- 小知识,大挑战!本文正在参与“程序员必备小知识”创作活动。
异常描述
Spark任务读取hdfs源文件数据写入Hive的ods层时,任务执行结束,会爆出该异常,这个异常不会影响任务的正常执行。
21/09/17 11:28:00 ERROR util.Utils: Uncaught exception in thread Driver
java.io.IOException: Filesystem closed
at org.apache.hadoop.hdfs.DFSClient.checkOpen(DFSClient.java:469)
at org.apache.hadoop.hdfs.DFSClient.getFileInfo(DFSClient.java:1622)
at org.apache.hadoop.hdfs.DistributedFileSystem$29.doCall(DistributedFileSystem.java:1495)
at org.apache.hadoop.hdfs.DistributedFileSystem$29.doCall(DistributedFileSystem.java:1492)

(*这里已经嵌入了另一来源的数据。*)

//! Write side of one level.
//!
//! A level is a fixed byte region:
//!
//! ```text
//! [u32 wrap offset][msg][msg]...[u64 0 sentinel] ... [256-byte trailer of 0xFF]
//! msg = [u64 tsc][u32 id][payload][u8 12 + payload length]
//! ```
//!
//! The writer never takes a lock. A reader in another process sees a
//! message only once its length byte and the following zero sentinel are in
//! place; until then the sentinel left by the previous message (or a
//! mismatching length byte) makes the partial write observably incomplete.

use std::sync::atomic::{compiler_fence, Ordering};

use crate::clock;
use crate::layout::{CounterTable, RING_HEADER_SIZE, RING_TRAILER_SIZE};
use crate::region::RawRegion;
use crate::traceable::Traceable;

/// Bytes of framing around every payload: timestamp, id and length byte.
pub const MSG_OVERHEAD: usize = 13;
/// Largest payload that keeps a message plus its sentinel inside the trailer.
pub const MAX_PAYLOAD: usize = RING_TRAILER_SIZE - MSG_OVERHEAD - 8;
/// Hard cap for traced string lengths.
pub const MAX_STRING_LEN: usize = 80;
pub const DEFAULT_MAX_STRING_LEN: usize = 24;
/// Smallest usable level: header, one maximal message and the trailer.
pub const MIN_LEVEL_BYTES: usize = RING_HEADER_SIZE + RING_TRAILER_SIZE + 8;

/// Result of [`RingBuf::start`].
#[derive(Clone, Copy, Debug, PartialEq, Eq)]
pub struct Ticket {
    pub tsc: u64,
    /// False when the id's off bit is set; nothing is written then.
    pub on: bool,
    /// The cursor wrapped to the start of the level before this message.
    pub wrapped: bool,
}

pub struct RingBuf {
    region: RawRegion,
    counters: CounterTable,
    end: usize,
    ptr: usize,
    msg_start: Option<usize>,
    overflowed: bool,
    max_string_len: usize,
}

impl RingBuf {
    /// Formats `region` as an empty level. The region must hold at least
    /// [`MIN_LEVEL_BYTES`].
    pub fn new(region: RawRegion, counters: CounterTable, max_string_len: usize) -> Self {
        debug_assert!(region.len() >= MIN_LEVEL_BYTES);
        let end = region.len().saturating_sub(RING_TRAILER_SIZE).max(RING_HEADER_SIZE);
        region.fill(end, RING_TRAILER_SIZE, 0xff);
        let mut rb = Self {
            region,
            counters,
            end,
            ptr: 0,
            msg_start: None,
            overflowed: false,
            max_string_len: max_string_len.min(MAX_STRING_LEN),
        };
        rb.wrap();
        rb.region.store_u64(rb.ptr, 0);
        rb
    }

    pub fn region(&self) -> RawRegion {
        self.region
    }

    /// Current write offset within the level.
    pub fn position(&self) -> usize {
        self.ptr
    }

    pub fn max_string_len(&self) -> usize {
        self.max_string_len
    }

    fn wrap(&mut self) {
        // The sentinel of the last message sits in the trailer; restore it.
        self.region.fill(self.ptr, 8, 0xff);
        self.region.store_u32(0, self.ptr as u32);
        self.ptr = RING_HEADER_SIZE;
    }

    /// Opens a message for `id`.
    #[inline]
    pub fn start(&mut self, id: u32) -> Ticket {
        self.counters.prefetch(id);
        let wrapped = self.ptr >= self.end;
        if wrapped {
            self.wrap();
        }
        let tsc = clock::tsc();
        let on = self.counters.hit(id, tsc);
        self.overflowed = false;
        if on {
            self.msg_start = Some(self.ptr);
            self.region.store_u64(self.ptr, tsc);
            self.region.store_u32(self.ptr + 8, id);
            self.ptr += 12;
        } else {
            self.msg_start = None;
        }
        Ticket { tsc, on, wrapped }
    }

    /// Appends raw payload bytes to the open message.
    #[inline]
    pub fn append(&mut self, bytes: &[u8]) {
        let Some(start) = self.msg_start else { return };
        if self.overflowed || self.ptr - start - 12 + bytes.len() > MAX_PAYLOAD {
            self.overflowed = true;
            return;
        }
        self.region.write(self.ptr, bytes);
        self.ptr += bytes.len();
    }

    /// Appends a length-prefixed string truncated to the configured cap.
    #[inline]
    pub fn put_str(&mut self, s: &str) {
        let bytes = s.as_bytes();
        let n = bytes.len().min(self.max_string_len);
        self.append(&[n as u8]);
        self.append(&bytes[..n]);
    }

    #[inline]
    pub fn put<T: Traceable + ?Sized>(&mut self, value: &T) {
        value.put(self);
    }

    /// Commits the open message. A message whose payload overflowed is
    /// abandoned instead: its timestamp is zeroed and the cursor restored.
    #[inline]
    pub fn end(&mut self) {
        let Some(start) = self.msg_start.take() else { return };
        if self.overflowed {
            self.region.store_u64(start, 0);
            self.ptr = start;
            return;
        }
        compiler_fence(Ordering::Release);
        self.region.store_u8(self.ptr, (self.ptr - start) as u8);
        self.ptr += 1;
        compiler_fence(Ordering::Release);
        self.region.store_u64(self.ptr, 0);
    }

    /// True while a message is open and has not overflowed.
    pub fn is_open(&self) -> bool {
        self.msg_start.is_some() && !self.overflowed
    }
}

#[cfg(test)]
mod tests {
    use super::*;
    use crate::layout::MsgCounter;
    use crate::region::HeapArena;

    fn level(size: usize) -> (HeapArena, HeapArena, RingBuf) {
        let counters = HeapArena::new(MsgCounter::SIZE * 8).unwrap();
        let buf = HeapArena::new(size).unwrap();
        let rb = RingBuf::new(buf.region(), CounterTable::new(counters.region(), 8), 24);
        (counters, buf, rb)
    }

    #[test]
    fn test_fresh_level_layout() {
        let (_c, buf, rb) = level(1024);
        let bytes = buf.as_slice();
        assert_eq!(&bytes[0..4], &[0, 0, 0, 0]);
        assert_eq!(&bytes[4..12], &[0; 8]);
        assert!(bytes[1024 - 256..].iter().all(|b| *b == 0xff));
        assert_eq!(rb.position(), 4);
    }

    #[test]
    fn test_message_framing() {
        let (_c, buf, mut rb) = level(1024);
        let ticket = rb.start(3);
        assert!(ticket.on && !ticket.wrapped);
        rb.put(&7u32);
        rb.put_str("hello");
        rb.end();
        let r = buf.region();
        assert_eq!(r.load_u64(4), ticket.tsc);
        assert_eq!(r.load_u32(12), 3);
        assert_eq!(r.load_u32(16), 7);
        assert_eq!(r.load_u8(20), 5);
        assert_eq!(r.load_u8(26), 12 + 4 + 6);
        assert_eq!(r.load_u64(27), 0);
    }

    #[test]
    fn test_wrap_records_offset() {
        let (_c, buf, mut rb) = level(1024);
        let mut last_end = 0;
        let mut wrapped = false;
        for _ in 0..100 {
            let before = rb.position();
            let t = rb.start(1);
            if t.wrapped {
                wrapped = true;
                last_end = before;
                rb.end();
                break;
            }
            rb.append(&[0u8; 20]);
            rb.end();
        }
        assert!(wrapped);
        assert_eq!(buf.region().load_u32(0) as usize, last_end);
        assert!(last_end >= 1024 - 256);
        assert_eq!(buf.region().load_u64(last_end), u64::MAX);
    }

    #[test]
    fn test_oversized_payload_is_abandoned() {
        let (_c, buf, mut rb) = level(2048);
        rb.start(2);
        rb.append(&[1u8; MAX_PAYLOAD + 1]);
        rb.end();
        assert_eq!(rb.position(), 4);
        assert_eq!(buf.region().load_u64(4), 0);
    }

    #[test]
    fn test_disabled_id_writes_nothing() {
        let (counters, _buf, mut rb) = level(1024);
        let table = CounterTable::new(counters.region(), 8);
        table.set_disabled(5, true);
        let t = rb.start(5);
        rb.put(&1u64);
        rb.end();
        assert!(!t.on);
        assert_eq!(rb.position(), 4);
        assert_eq!(table.get(5).count, 1);
    }
}
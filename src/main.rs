//! `ringtail`: prints trace files, following the writers by default.

use std::io::{self, BufWriter};
use std::path::{Path, PathBuf};
use std::process::ExitCode;

use clap::Parser;
use tracing_appender::non_blocking::WorkerGuard;
use tracing_subscriber::{layer::SubscriberExt, util::SubscriberInitExt, EnvFilter, Layer};

use ringtrace::{CatControl, LevelMask, OutputOptions, ReadError, TailControl};

#[derive(Parser, Debug)]
#[command(name = "ringtail", version, about = "Print trace files, following writers as they append")]
struct Args {
    /// Print existing messages and exit
    #[arg(short, long)]
    cat: bool,

    /// Print file and line of each trace statement
    #[arg(short, long)]
    files: bool,

    /// Levels to print, e.g. `0,2-4`
    #[arg(short, long, value_name = "LEVELS")]
    levels: Option<LevelMask>,

    /// Print timestamp counter values
    #[arg(short, long)]
    tsc: bool,

    /// Print only messages carrying a wall-clock timestamp
    #[arg(short, long, alias = "wallClock")]
    wall_clock: bool,

    /// Print trace file events on stderr
    #[arg(short = 'x', long)]
    events: bool,

    /// Print the timestamp messages were merged by
    #[arg(short, long)]
    debug: bool,

    /// Also write the reader's own diagnostics to a daily log in this directory
    #[arg(long, value_name = "DIR")]
    diag_dir: Option<PathBuf>,

    #[arg(value_name = "FILE", required = true)]
    paths: Vec<PathBuf>,
}

fn init_logging(diag_dir: Option<&Path>) -> Option<WorkerGuard> {
    let stderr = tracing_subscriber::fmt::layer()
        .with_writer(io::stderr)
        .with_filter(EnvFilter::try_from_default_env().unwrap_or_else(|_| "warn".into()));
    let (file, guard) = match diag_dir {
        Some(dir) => {
            let appender = tracing_appender::rolling::daily(dir, "ringtail.log");
            let (writer, guard) = tracing_appender::non_blocking(appender);
            let layer = tracing_subscriber::fmt::layer()
                .with_ansi(false)
                .with_writer(writer)
                .with_filter(EnvFilter::try_from_default_env().unwrap_or_else(|_| "debug".into()));
            (Some(layer), Some(guard))
        }
        None => (None, None),
    };
    tracing_subscriber::registry().with(stderr).with(file).init();
    guard
}

fn run(args: &Args, options: OutputOptions) -> Result<bool, ReadError> {
    let out = BufWriter::new(io::stdout());
    if args.cat {
        CatControl::new(&args.paths, options, out)?.run()
    } else {
        let mut control = TailControl::new(&args.paths, options, out)?.poll_stdout(true);
        control.run()?;
        Ok(!control.had_failures())
    }
}

fn main() -> ExitCode {
    let args = Args::parse();
    let _guard = init_logging(args.diag_dir.as_deref());

    let options = OutputOptions {
        levels: args.levels.unwrap_or_default(),
        file_line: args.files,
        tsc: args.tsc,
        wall_clock: args.wall_clock,
        events: args.events,
        file_name: false,
        debug: args.debug,
    };
    match run(&args, options) {
        Ok(true) => ExitCode::SUCCESS,
        Ok(false) => ExitCode::FAILURE,
        Err(ReadError::OutputClosed) => ExitCode::FAILURE,
        Err(ReadError::Output(_)) => {
            eprintln!("---------- error writing to stdout, aborting");
            ExitCode::FAILURE
        }
        Err(e) => {
            eprintln!("ringtail: {}", e);
            ExitCode::FAILURE
        }
    }
}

at org.apache.hadoop.fs.FileSystemLinkResolver.resolve(FileSystemLinkResolver.java:81)
at org.apache.hadoop.hdfs.DistributedFileSystem.getFileStatus(DistributedFileSystem.java:1507)

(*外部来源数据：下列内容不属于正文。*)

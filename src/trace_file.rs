//! One memory-mapped trace file and its ten ring buffers.
//!
//! A `TraceFile` belongs to exactly one writer identity. Its hot path takes
//! `&mut self` and never locks or performs blocking I/O; the only I/O after
//! creation is appending a dictionary entry the first time a call site runs
//! in this file, and the optional whole-file copy on wrap.

use std::fs::{self, File, OpenOptions};
use std::io;
use std::os::unix::fs::{FileExt, OpenOptionsExt};
use std::path::{Path, PathBuf};
use std::sync::Arc;
use std::thread;
use std::time::Duration;

use memmap2::{MmapMut, MmapOptions};
use tracing::{debug, warn};

use crate::clock;
use crate::error::TraceError;
use crate::handle::Lease;
use crate::layout::{
    CounterTable, MsgCounter, SizeSpec, TraceFileHeader, DEFAULT_NUM_COUNTERS, NUM_LEVELS,
};
use crate::profile::{ProfileGuard, ProfileKind};
use crate::region::RawRegion;
use crate::registry;
use crate::ring_buf::{RingBuf, Ticket, DEFAULT_MAX_STRING_LEN, MAX_STRING_LEN};
use crate::rotate::{self, RotationPolicy};
use crate::site::MsgSite;
use crate::traceable::{TraceArgs, Traceable};

const PAGE_SIZE: u64 = 4096;
/// Cycles between two refreshes of the running calibration sample.
const CALIBRATION_INTERVAL: u64 = 1_000_000;

/// Copy the whole file to `<path>.<n>` every time a level wraps.
#[derive(Clone, Debug, PartialEq, Eq)]
pub struct ForeverLog {
    pub path: PathBuf,
    pub first_index: u32,
}

#[derive(Clone, Debug)]
pub struct FileOptions {
    pub sizes: SizeSpec,
    pub num_counters: u32,
    pub max_string_len: usize,
    pub rotate: bool,
    pub compress_rotated: bool,
    pub rotation: RotationPolicy,
    pub forever_log: Option<ForeverLog>,
}

impl Default for FileOptions {
    fn default() -> Self {
        Self {
            sizes: SizeSpec::default(),
            num_counters: DEFAULT_NUM_COUNTERS,
            max_string_len: DEFAULT_MAX_STRING_LEN,
            rotate: true,
            compress_rotated: false,
            rotation: RotationPolicy::Shift,
            forever_log: None,
        }
    }
}

pub struct TraceFile {
    path: PathBuf,
    file: File,
    map: Arc<MmapMut>,
    region: RawRegion,
    counters: CounterTable,
    levels: Vec<RingBuf>,
    options: FileOptions,
    dict_end: u64,
    registered: Vec<u64>,
    calibrated_at: u64,
    forever_index: u32,
    fault_logged: bool,
    pub(crate) lease: Option<Lease>,
}

impl TraceFile {
    /// Creates (after rotating any previous generations) and maps a trace
    /// file at `path`, then calibrates it. Takes at least 0.1 s.
    pub fn create(path: impl AsRef<Path>, options: &FileOptions) -> Result<Self, TraceError> {
        let path = path.as_ref().to_path_buf();
        if options.max_string_len > MAX_STRING_LEN {
            return Err(TraceError::InvalidConfig(format!(
                "max string length {} exceeds {}",
                options.max_string_len, MAX_STRING_LEN
            )));
        }
        if options.rotate {
            rotate::rotate(&path, options.rotation, options.compress_rotated)
                .map_err(|e| TraceError::io(&path, e))?;
        }

        let num_counters = options.num_counters.max(1);
        let header = TraceFileHeader::new(&options.sizes, num_counters);
        let real_size = header.dictionary_offset();

        let file = OpenOptions::new()
            .read(true)
            .write(true)
            .create(true)
            .truncate(true)
            .mode(0o666)
            .open(&path)
            .map_err(|e| TraceError::io(&path, e))?;
        file.set_len(real_size).map_err(|e| TraceError::io(&path, e))?;
        if let Err(e) = touch_pages(&file, real_size) {
            let _ = fs::remove_file(&path);
            return Err(match e.raw_os_error() {
                Some(libc::ENOSPC) | Some(libc::EDQUOT) => TraceError::FilesystemFull(path),
                _ => TraceError::io(path, e),
            });
        }

        let mut mmap = unsafe { MmapOptions::new().len(real_size as usize).map_mut(&file) }
            .map_err(|e| TraceError::io(&path, e))?;
        mmap.fill(0);
        let region = unsafe { RawRegion::from_raw_parts(mmap.as_mut_ptr(), mmap.len()) };
        let map = Arc::new(mmap);

        header.store(&region);
        let counters = CounterTable::new(
            region.sub(TraceFileHeader::SIZE, num_counters as usize * MsgCounter::SIZE),
            num_counters,
        );
        let levels = (0..NUM_LEVELS)
            .map(|level| {
                let (offset, len) = header.level_range(level);
                RingBuf::new(region.sub(offset, len), counters, options.max_string_len)
            })
            .collect();

        let mut tf = Self {
            path,
            file,
            map,
            region,
            counters,
            levels,
            dict_end: real_size,
            registered: Vec::new(),
            calibrated_at: 0,
            forever_index: options.forever_log.as_ref().map_or(0, |f| f.first_index),
            fault_logged: false,
            options: options.clone(),
            lease: None,
        };
        tf.calibrate();
        debug!(path = %tf.path.display(), size = real_size, "created trace file");
        Ok(tf)
    }

    fn calibrate(&mut self) {
        let tsc0 = clock::tsc();
        let mono0 = clock::monotime();
        TraceFileHeader::store_sample0(&self.region, tsc0, mono0);
        TraceFileHeader::store_sample1(&self.region, tsc0, mono0, clock::utc_now());
        self.calibrated_at = tsc0;
        loop {
            thread::sleep(Duration::from_millis(1));
            self.take_timestamp(clock::tsc());
            if TraceFileHeader::load(&self.region).is_calibrated() {
                break;
            }
        }
    }

    /// Refreshes the running calibration sample, at most once per
    /// [`CALIBRATION_INTERVAL`] cycles.
    fn take_timestamp(&mut self, tsc: u64) {
        if tsc.wrapping_sub(self.calibrated_at) > CALIBRATION_INTERVAL {
            TraceFileHeader::store_sample1(&self.region, tsc, clock::monotime(), clock::utc_now());
            self.calibrated_at = tsc;
        }
    }

    pub fn path(&self) -> &Path {
        &self.path
    }

    pub fn header(&self) -> TraceFileHeader {
        TraceFileHeader::load(&self.region)
    }

    pub fn sizes(&self) -> SizeSpec {
        self.options.sizes
    }

    pub fn options(&self) -> &FileOptions {
        &self.options
    }

    pub fn counters(&self) -> CounterTable {
        self.counters
    }

    /// True once the owning handle was closed; tracing then does nothing.
    pub fn is_closed(&self) -> bool {
        self.lease.as_ref().is_some_and(|l| l.is_closed())
    }

    fn is_registered(&self, id: u32) -> bool {
        self.registered
            .get(id as usize / 64)
            .is_some_and(|w| w & (1 << (id % 64)) != 0)
    }

    fn mark_registered(&mut self, id: u32) {
        let word = id as usize / 64;
        if self.registered.len() <= word {
            self.registered.resize(word + 1, 0);
        }
        self.registered[word] |= 1 << (id % 64);
    }

    /// Id of `site`, appending its dictionary entry to this file first if
    /// this is the site's first message here.
    #[inline]
    pub fn register_with(&mut self, site: &MsgSite, type_key: impl FnOnce() -> String) -> u32 {
        let id = site.id();
        if !self.is_registered(id) {
            self.write_dictionary_entry(id, site, &type_key());
        }
        id
    }

    pub fn register(&mut self, site: &MsgSite, type_key: &str) -> u32 {
        self.register_with(site, || type_key.to_string())
    }

    #[cold]
    fn write_dictionary_entry(&mut self, id: u32, site: &MsgSite, type_key: &str) {
        self.mark_registered(id);
        let file = site.file.replace(char::is_whitespace, "_");
        let entry = registry::encode_entry(clock::tsc(), &file, site.line, id, site.template, type_key);
        match self.file.write_all_at(&entry, self.dict_end) {
            Ok(()) => self.dict_end += entry.len() as u64,
            Err(e) => self.fault("dictionary write failed", &e),
        }
    }

    fn fault(&mut self, what: &str, err: &io::Error) {
        if !self.fault_logged {
            warn!(path = %self.path.display(), error = %err, "{}; further faults are not logged", what);
            self.fault_logged = true;
        }
    }

    fn on_wrap(&mut self, tsc: u64) {
        self.take_timestamp(tsc);
        let Some(forever) = self.options.forever_log.as_ref() else { return };
        let target = rotate::generation(&forever.path, self.forever_index);
        self.forever_index += 1;
        if let Err(e) = fs::copy(&self.path, &target) {
            self.fault("forever log copy failed", &e);
        }
    }

    /// Traces one message with `args` at `level`. Never fails; returns the
    /// ticket of the attempt when the file is open and the level exists.
    #[inline]
    pub fn trace<A: TraceArgs>(&mut self, site: &MsgSite, level: usize, args: &A) -> Option<Ticket> {
        if level >= NUM_LEVELS || self.is_closed() {
            return None;
        }
        let id = self.register_with(site, || args.type_key());
        let ticket = self.levels[level].start(id);
        if ticket.wrapped {
            self.on_wrap(ticket.tsc);
        }
        if ticket.on {
            let rb = &mut self.levels[level];
            args.put_all(rb);
            rb.end();
        }
        Some(ticket)
    }

    /// Opens a message for an id obtained from [`TraceFile::register`].
    pub fn start(&mut self, level: usize, id: u32) -> Option<MsgWriter<'_>> {
        if level >= NUM_LEVELS || self.is_closed() {
            return None;
        }
        let ticket = self.levels[level].start(id);
        if ticket.wrapped {
            self.on_wrap(ticket.tsc);
        }
        Some(MsgWriter { rb: &mut self.levels[level], ticket })
    }

    /// Starts a cycle timer for `site` that is added to its counter row
    /// when the guard drops.
    pub fn profile(&mut self, site: &MsgSite, self_time: bool) -> Option<ProfileGuard> {
        if self.is_closed() {
            return None;
        }
        let id = self.register_with(site, String::new);
        let kind = if self_time { ProfileKind::SelfTime } else { ProfileKind::Block };
        Some(ProfileGuard::new(self.counters, Arc::clone(&self.map), id, clock::tsc(), kind))
    }

    /// Traces a message and times the rest of the scope against its row.
    pub fn trace_profiled<A: TraceArgs>(
        &mut self,
        site: &MsgSite,
        level: usize,
        args: &A,
    ) -> Option<ProfileGuard> {
        let ticket = self.trace(site, level, args)?;
        let id = site.id();
        Some(ProfileGuard::new(self.counters, Arc::clone(&self.map), id, ticket.tsc, ProfileKind::Message))
    }

    /// Recreates the file with new level sizes. Existing generations are
    /// rotated and every call site is registered afresh.
    pub(crate) fn recreate(&mut self, sizes: SizeSpec) -> Result<(), TraceError> {
        let mut options = self.options.clone();
        options.sizes = sizes;
        options.rotate = true;
        let mut fresh = TraceFile::create(&self.path, &options)?;
        fresh.lease = self.lease.take();
        *self = fresh;
        Ok(())
    }

    /// Replaces the level sizes. Returns `Ok(false)` when `sizes` equals the
    /// current layout and refuses while the owning handle has files open for
    /// other identities.
    pub fn resize(&mut self, sizes: SizeSpec) -> Result<bool, TraceError> {
        if let Some(lease) = &self.lease {
            let others = lease.open_files().saturating_sub(1);
            if others > 0 {
                return Err(TraceError::ResizeBusy(others));
            }
        }
        let sizes = sizes.unlimited();
        if sizes == self.options.sizes {
            return Ok(false);
        }
        self.recreate(sizes)?;
        if let Some(lease) = &self.lease {
            lease.set_sizes(sizes);
        }
        Ok(true)
    }
}

/// An open message. Values are appended with [`MsgWriter::put`]; nothing is
/// visible to readers before [`MsgWriter::end`].
pub struct MsgWriter<'a> {
    rb: &'a mut RingBuf,
    pub ticket: Ticket,
}

impl MsgWriter<'_> {
    pub fn put<T: Traceable + ?Sized>(&mut self, value: &T) -> &mut Self {
        self.rb.put(value);
        self
    }

    pub fn append(&mut self, bytes: &[u8]) -> &mut Self {
        self.rb.append(bytes);
        self
    }

    pub fn end(self) {
        self.rb.end();
    }
}

/// Writes one byte into every page so a full filesystem fails here rather
/// than as a fault on a later store through the mapping.
fn touch_pages(file: &File, size: u64) -> io::Result<()> {
    let mut offset = 0;
    while offset < size {
        file.write_all_at(&[0], offset)?;
        offset += PAGE_SIZE;
    }
    file.write_all_at(&[0], size - 1)?;
    file.sync_data()
}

at org.apache.hadoop.fs.FileSystem.exists(FileSystem.java:1668)
at org.apache.spark.scheduler.EventLoggingListener.stop(EventLoggingListener.scala:295)
at org.apache.spark.SparkContext$$anonfun$stop$8$$anonfun$apply$mcV$sp$6.apply(SparkContext.scala:1966)
at org.apache.spark.SparkContext$$anonfun$stop$8$$anonfun$apply$mcV$sp$6.apply(SparkContext.scala:1966)
at scala.Option.foreach(Option.scala:257)
at org.apache.spark.SparkContext$$anonfun$stop$8.apply$mcV$sp(SparkContext.scala:1966)
at org.apache.spark.util.Utils$.tryLogNonFatalError(Utils.scala:1340)
at org.apache.spark.SparkContext.stop(SparkContext.scala:1965)
at org.apache.spark.sql.SparkSession.stop(SparkSession.scala:712)
at com.youngxw.parrot.control.task.ODSLoadEvent$.close(ODSLoadEvent.scala:202)
at com.youngxw.parrot.control.task.ODSLoadEvent$.main(ODSLoadEvent.scala:187)
at com.youngxw.parrot.control.task.ODSLoadEvent.main(ODSLoadEvent.scala)
at sun.reflect.NativeMethodAccessorImpl.invoke0(Native Method)
at sun.reflect.NativeMethodAccessorImpl.invoke(NativeMethodAccessorImpl.java:62)
at sun.reflect.DelegatingMethodAccessorImpl.invoke(DelegatingMethodAccessorImpl.java:43)
at java.lang.reflect.Method.invoke(Method.java:498)
at org.apache.spark.deploy.yarn.ApplicationMaster$$anon$2.run(ApplicationMaster.scala:688)
异常原因
通过错误日志分析,可以得到执行SparkSession的stop操作的时候爆出异常
异常中关键的信息:org.apache.hadoop.hdfs.DistributedFileSystem.getFileStatus
结合项目中的FileSystem定义:
private static FileSystem fs;
public HDFSEventOperator(Map<String, String> properties) throws IOException {
Configuration configuration = new Configuration();
for (Map.Entry<String, String> entry : properties.entrySet()) {
configuration.set(entry.getKey(), entry.getValue());
}
fs = FileSystem.get(configuration);
}
定义了一个静态的FileSystem,当任务提交到集群上面以后,多个datanode在getFileSystem过程中,使用同一个FileSystem,如果有一个datanode在使用完关闭连接,其它的datanode在访问就会出现上述异常。
所以查看任务结束时的close代码,如下:
override def close: Unit = {
hdfsEventOperator.close()
spark.stop()
dwUtil.close()
logger.info("close")
}
先执行了fs关闭,然后执行sparksession的关闭,这样就会导致该异常出现
解决方案
- 调整关闭顺序
override def close: Unit = {
spark.stop()
hdfsEventOperator.close()
dwUtil.close()
logger.info("close")
}
- 增加hdfs的配置
configuration.set("fs.hdfs.impl.disable.cache", true);